* [Work request]: Where the word "syntax" occurs in a line of the data, return the whole line.

* [Stored data entries]:

○ ○ ○ ○ ○

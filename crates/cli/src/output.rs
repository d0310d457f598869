//! Output formatting: rendered Swift text or a JSON graph dump.

use anyhow::Context;
use engine::emit_graph;
use ir::IntentionGraph;
use std::fs;
use std::io::Write;
use std::path::Path;

/// Renders every emitted file. With an output directory the files land on
/// disk; otherwise everything streams to stdout with per-file banners.
pub fn write_text(graph: &IntentionGraph, output: Option<&Path>) -> anyhow::Result<()> {
    let files = emit_graph(graph);
    match output {
        Some(dir) => {
            fs::create_dir_all(dir)
                .with_context(|| format!("failed to create '{}'", dir.display()))?;
            for file in &files {
                let name = file
                    .path
                    .file_name()
                    .map(|n| n.to_string_lossy().into_owned())
                    .unwrap_or_else(|| "out.swift".to_string());
                let target = dir.join(name);
                fs::write(&target, engine::render(&file.syntax))
                    .with_context(|| format!("failed to write '{}'", target.display()))?;
            }
            Ok(())
        }
        None => {
            let mut stdout = std::io::stdout().lock();
            for file in &files {
                writeln!(stdout, "// {}", file.path.display())?;
                stdout.write_all(engine::render(&file.syntax).as_bytes())?;
                writeln!(stdout)?;
            }
            Ok(())
        }
    }
}

/// Serialises the finalised intention graph.
pub fn write_json(graph: &IntentionGraph, output: Option<&Path>) -> anyhow::Result<()> {
    let json = serde_json::to_string_pretty(graph).context("failed to serialise graph")?;
    match output {
        Some(path) => {
            fs::write(path, json)
                .with_context(|| format!("failed to write '{}'", path.display()))?;
        }
        None => println!("{json}"),
    }
    Ok(())
}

○ ○ ○ ○ ○

* [Result of this task]:
                fs::write(&target, engine::render(&file.syntax))
                stdout.write_all(engine::render(&file.syntax).as_bytes())?;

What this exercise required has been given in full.